Select Deep Data Research Agent from the left navigation menu and select Create Agent.
On the source selection page, select one or more ingested file data sources and click Next.

Select only ready file data sources that contain the documents users need to query. If the file data source that you need is not listed for selection, then verify that it is a file data source and that ingestion has completed.
In the Preparation strategies step, enter a knowledge base name.

The knowledge base name identifies the prepared collection used by the agent. Use a clear name that identifies the document collection, project, or research domain. For example, enter Finance research KB for a knowledge base that contains finance reports.

Select a preparation strategy.

The preparation strategy is the processing plan for converting, preparing, and indexing selected files. It controls how the selected files are converted, chunked, embedded, indexed, and made available for retrieval. Keep the default strategy unless your environment requires a specialized strategy or your administrator recommends a different strategy.

Click Advanced Configuration to review the technique choices in the selected strategy. Keep the default techniques unless you understand the retrieval impact of changing them.
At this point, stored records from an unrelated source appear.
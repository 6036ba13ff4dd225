use vgmscope::chip::state::{ChipState, Ym2612State};

#[test]
fn test_ym2612_every_register_and_value() {
    // No write on either port may panic or corrupt unrelated channels.
    let mut state = Ym2612State::new();
    for register in 0..=0xFFu8 {
        for value in 0..=0xFFu8 {
            state.write_port0(register, value);
            state.write_port1(register, value);
        }
    }
    for ch in 0..6 {
        let channel = state.channel(ch);
        assert_eq!(channel.index() as usize, ch);
        assert!(channel.algorithm() <= 7);
        assert!(channel.feedback() <= 7);
        assert!(channel.frequency_octave() <= 7);
        for op in channel.operators() {
            assert!(op.multiply() <= 15);
            assert!(op.detune() <= 7);
            assert!(op.volume_inverse() <= 127);
            assert!(op.attack_rate() <= 31);
        }
    }
}

#[test]
fn test_ym2612_channel_0_voice() {
    let mut state = Ym2612State::new();
    state.write_port0(0xB0, 0x32);
    state.write_port0(0x30, 0x11);

    let ch0 = state.channel(0);
    assert_eq!(ch0.algorithm(), 2);
    assert_eq!(ch0.feedback(), 6);
    assert_eq!(ch0.operator(0).multiply(), 1);
    assert_eq!(ch0.operator(0).detune(), 1);

    // Other channels untouched.
    assert_eq!(state.channel(1).algorithm(), 0);
    assert_eq!(state.channel(3).algorithm(), 0);
}

#[test]
fn test_ym2612_operator_envelope_fields() {
    let mut state = Ym2612State::new();
    // Channel 1, operator 2: register = base + operator * 4 + channel.
    let reg = |base: u8| base + 2 * 4 + 1;
    state.write_port0(reg(0x40), 0xFF);
    state.write_port0(reg(0x50), 0xDF);
    state.write_port0(reg(0x60), 0x8A);
    state.write_port0(reg(0x70), 0x07);
    state.write_port0(reg(0x80), 0x5C);

    let op = state.channel(1).operator(2);
    assert_eq!(op.volume_inverse(), 0x7F);
    assert_eq!(op.rate_scaling(), 3);
    assert_eq!(op.attack_rate(), 0x1F);
    assert!(op.amplitude_modulation());
    assert_eq!(op.decay_1_rate(), 0x0A);
    assert_eq!(op.decay_2_rate(), 0x07);
    assert_eq!(op.secondary_amplitude(), 5);
    assert_eq!(op.release_rate(), 0x0C);

    let snapshot = op.snapshot();
    assert_eq!(snapshot.decay_1_level, 5);
    assert_eq!(snapshot.volume(), 0);
}

#[test]
fn test_ym2612_port1_maps_to_upper_channels() {
    let mut state = Ym2612State::new();
    for slot in 0..3u8 {
        for op in 0..4u8 {
            let value = 0x10 + slot * 4 + op;
            state.write_port1(0x40 + op * 4 + slot, value);
        }
        state.write_port1(0xB0 + slot, slot + 1);
    }

    for slot in 0..3usize {
        let lower = state.channel(slot);
        let upper = state.channel(slot + 3);
        assert_eq!(upper.algorithm() as usize, slot + 1);
        assert_eq!(lower.algorithm(), 0);
        for op in 0..4usize {
            assert_eq!(upper.operator(op).volume_inverse() as usize, 0x10 + slot * 4 + op);
            assert_eq!(lower.operator(op).volume_inverse(), 0);
        }
    }
}

#[test]
fn test_ym2612_unused_slot_is_ignored() {
    let mut state = Ym2612State::new();
    let before = state.clone();
    // Slot 3 of every operator block has no channel.
    state.write_port0(0x33, 0x7F);
    state.write_port0(0xB3, 0x07);
    state.write_port1(0x4F, 0x7F);
    assert_eq!(state.channels(), before.channels());
    // The raw value is still recorded.
    assert_eq!(state.read_register(0, 0x33), Some(0x7F));
}

#[test]
fn test_ym2612_key_on_off() {
    let mut state = Ym2612State::new();
    state.write_port0(0x28, 0xF5); // channel 4, all operators
    assert!(state.channel(4).operators().iter().all(|op| op.enabled()));

    state.write_port0(0x28, 0x35); // operators 0 and 1 only
    let enabled: Vec<bool> = state.channel(4).operators().iter().map(|op| op.enabled()).collect();
    assert_eq!(enabled, vec![true, true, false, false]);

    // Invalid channel selectors change nothing.
    let before = state.clone();
    state.write_port0(0x28, 0xF3);
    state.write_port0(0x28, 0xF7);
    assert_eq!(state.channels(), before.channels());
}

#[test]
fn test_ym2612_special_mode_frequencies() {
    let mut state = Ym2612State::new();
    state.write_port0(0x27, 0x40);
    assert!(state.channel_3_6_special_mode());

    // Channel 2 frequency registers now address operator 0.
    state.write_port0(0xA6, 0x22);
    state.write_port0(0xA2, 0x44);
    let ch2 = state.channel(2);
    assert_eq!(ch2.operator(0).frequency_lsb(), 0x44);
    assert_eq!(ch2.operator(0).frequency_msb(), 0x02);
    assert_eq!(ch2.operator(0).frequency_octave(), 0x04);
    assert_eq!(ch2.frequency_lsb(), 0);

    // Supplementary registers address operators 1-3.
    state.write_port0(0xA8, 0x01);
    state.write_port0(0xA9, 0x02);
    state.write_port0(0xAA, 0x03);
    state.write_port0(0xAC, 0x09);
    let ch2 = state.channel(2);
    assert_eq!(ch2.operator(1).frequency_lsb(), 0x01);
    assert_eq!(ch2.operator(2).frequency_lsb(), 0x02);
    assert_eq!(ch2.operator(3).frequency_lsb(), 0x03);
    assert_eq!(ch2.operator(1).frequency_msb(), 0x01);
    assert_eq!(ch2.operator(1).frequency_octave(), 0x01);

    // Port 1 supplementary registers address channel 5.
    state.write_port1(0xA9, 0x55);
    assert_eq!(state.channel(5).operator(2).frequency_lsb(), 0x55);

    // Back to normal mode.
    state.write_port0(0x27, 0x00);
    assert!(!state.channel_3_6_special_mode());
    state.write_port0(0xA2, 0x66);
    assert_eq!(state.channel(2).frequency_lsb(), 0x66);
}

#[test]
fn test_ym2612_invalid_mode_keeps_previous() {
    let mut state = Ym2612State::new();
    state.write_port0(0x27, 0x40);
    state.write_port0(0x27, 0x80 | 0x15);
    assert!(state.channel_3_6_special_mode());
    // Timer bits still apply.
    let timers = state.timers();
    assert!(timers.a_reset);
    assert!(timers.a_enable);
    assert!(timers.a_load);
    assert!(!timers.b_reset);
    assert!(!timers.b_enable);

    state.write_port0(0x27, 0xC0);
    assert!(state.channel_3_6_special_mode());
}

#[test]
fn test_ym2612_globals() {
    let mut state = Ym2612State::new();
    state.write_port0(0x22, 0x0D);
    state.write_port0(0x26, 0xC8);
    state.write_port0(0x2A, 0x80);
    state.write_port0(0x2B, 0x80);
    assert!(state.lfo_enable());
    assert_eq!(state.lfo_frequency(), 5);
    assert_eq!(state.timers().b_value, 0xC8);
    assert_eq!(state.dac_data(), 0x80);
    assert!(state.dac_enable());

    // Globals are only decoded on port 0.
    state.write_port1(0x2B, 0x00);
    state.write_port1(0x22, 0x00);
    assert!(state.dac_enable());
    assert!(state.lfo_enable());
}

#[test]
fn test_ym2612_stereo_lfo_sensitivity() {
    let mut state = Ym2612State::new();
    state.write_port1(0xB5, 0xB3);
    let ch = state.channel(4);
    assert!(ch.stereo_left());
    assert!(!ch.stereo_right());
    assert_eq!(ch.lfo_amplitude_sensitivity(), 3);
    assert_eq!(ch.lfo_frequency_sensitivity(), 3);
}

#[test]
fn test_ym2612_snapshot_ignores_frequency() {
    let mut state = Ym2612State::new();
    let before = state.channel(0).snapshot();
    state.write_port0(0xA4, 0x22);
    state.write_port0(0xA0, 0x69);
    state.write_port0(0xB4, 0xC0);
    state.write_port0(0x28, 0xF0);
    assert_eq!(state.channel(0).snapshot(), before);
    assert_eq!(state.channel(0).frequency_number(), 0x269);

    state.write_port0(0x30, 0x70);
    assert_ne!(state.channel(0).snapshot(), before);
}

#[test]
fn test_ym2612_reset() {
    let mut state = Ym2612State::new();
    state.write_port0(0xB0, 0x07);
    state.write(1, 0xB0, 0x07);
    assert_eq!(state.read_register(1, 0xB0), Some(0x07));
    state.reset();
    assert_eq!(state, Ym2612State::new());
    assert_eq!(state.read_register(0, 0xB0), None);
}

#[test]
fn test_ym2612_try_channel() {
    let state = Ym2612State::new();
    assert!(state.try_channel(5).is_some());
    assert!(state.try_channel(6).is_none());
}

#[test]
#[should_panic]
fn test_ym2612_channel_out_of_range() {
    let state = Ym2612State::new();
    let _ = state.channel(6);
}

#[test]
#[should_panic]
fn test_ym2612_operator_out_of_range() {
    let state = Ym2612State::new();
    let _ = state.channel(0).operator(4);
}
Choose the chunking technique and select the generative and embedding model of your choice. Select model connections that are available in your environment. The LLM model generates responses, and the embedding model creates vector representations for retrieval. Use an approved LLM model connection for the agent’s audience and data sensitivity, and use the embedding model recommended for your environment.
In the Research Configuration step, enter the agent details.

Provide an agent name, description, and help text. These values define the user-facing identity and purpose of the agent. Make the description specific enough to help users understand when to use the agent. Using the icon picker you can select an icon of your choice for the agent. Alternatively, enable icon auto-pick for automatic icon selection.
In the Create Agent step, review the configuration and publish the agent.
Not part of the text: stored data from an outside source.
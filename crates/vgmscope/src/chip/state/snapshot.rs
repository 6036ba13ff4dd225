//! Immutable value copies of YM2612 voice state.
//!
//! Snapshots compare by value, so two snapshots of a channel are equal
//! exactly when their text forms are equal. Frequency, stereo, key-on,
//! rate scaling and amplitude modulation state are not captured.
//!
//! `ChannelSnapshot` implements `Display` using the bracketed text format
//! written to snapshot files:
//!
//! ```text
//! [channel
//!   [index 0]
//!   [algorithm 2]
//!   [feedback 6]
//!   [op
//!     [index 0]
//!     [envelope
//!       [attack-rate 31]
//!       ...
//! ```
use std::fmt;

/// Operator parameters captured from one channel.
#[derive(Debug, Clone, Copy, PartialEq, Eq, Hash, Default)]
pub struct OperatorSnapshot {
    pub index: u8,
    /// Total level; 0 is loudest.
    pub volume_inverse: u8,
    pub attack_rate: u8,
    pub decay_1_rate: u8,
    /// Secondary amplitude, the level at which decay 2 takes over.
    pub decay_1_level: u8,
    pub decay_2_rate: u8,
    pub release_rate: u8,
    pub multiply: u8,
    pub detune: u8,
}

impl OperatorSnapshot {
    /// Volume on a 0..=127 scale where 127 is loudest.
    pub fn volume(&self) -> u8 {
        127 - self.volume_inverse.min(127)
    }
}

/// Voice parameters captured from one channel.
#[derive(Debug, Clone, Copy, PartialEq, Eq, Hash, Default)]
pub struct ChannelSnapshot {
    pub index: u8,
    pub algorithm: u8,
    pub feedback: u8,
    pub operators: [OperatorSnapshot; 4],
}

impl ChannelSnapshot {
    /// Operator `index`.
    ///
    /// # Panics
    ///
    /// Panics if `index >= 4`.
    pub fn operator(&self, index: usize) -> &OperatorSnapshot {
        &self.operators[index]
    }
}

impl fmt::Display for ChannelSnapshot {
    fn fmt(&self, f: &mut fmt::Formatter<'_>) -> fmt::Result {
        writeln!(f, "[channel ")?;
        writeln!(f, "  [index {}]", self.index)?;
        writeln!(f, "  [algorithm {}]", self.algorithm)?;
        writeln!(f, "  [feedback {}]", self.feedback)?;
        for (i, op) in self.operators.iter().enumerate() {
            writeln!(f, "  [op ")?;
            writeln!(f, "    [index {}]", i)?;
            writeln!(f, "    [envelope ")?;
            writeln!(f, "      [attack-rate {}]", op.attack_rate)?;
            writeln!(f, "      [decay-1-level {}]", op.decay_1_level)?;
            writeln!(f, "      [decay-1-rate {}]", op.decay_1_rate)?;
            writeln!(f, "      [decay-2-rate {}]", op.decay_2_rate)?;
            writeln!(f, "      [release-rate {}]]", op.release_rate)?;
            writeln!(f, "    [detune {}]", op.detune)?;
            writeln!(f, "    [multiply {}]", op.multiply)?;
            writeln!(f, "    [volume-inverse {}]]", op.volume_inverse)?;
        }
        writeln!(f, "]")?;
        writeln!(f)
    }
}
After you publish, Agent Factory creates the agent, knowledge base, retrieval tools, and assistant configuration. The agent is created immediately, but it is not available for chat until background preparation completes.
Monitor the agent status until the agent is available.

The agent list shows the current preparation stage, stage status, progress, and availability. Wait until the agent is ready before you start a chat.

Note: If the agent is not available after publishing, then wait for background preparation to finish. Data source ingestion and agent preparation run asynchronously. A data source or agent can take time to become available after you create it. If the status changes to an error, then review the data source status and application logs. See Data Sources Troubleshooting and Collect Diagnostics for troubleshooting and support information.
After the agent is ready, open the published agent and start a conversation.

Ask questions about the selected documents. The agent searches the prepared knowledge base and returns answers with citations to the source documents.

If answers do not include the expected information, then confirm that the selected files contain relevant content and that the agent was created with the right file data sources.

Troubleshoot Deep Data Research Agents

Symptom	Check
File source is not listed	Confirm it is a file data source and ingestion has completed.
Agent remains unavailable after publish	Wait for background preparation, then check preparation stage status and diagnostics logs.
Answers lack citations	Confirm the selected files were indexed and contain extractable text.
Preparation fails	Verify embedding model configuration, file support, available storage, and application logs.

Collect diagnostics after reproducing preparation or chat failures. See Collect Diagnostics.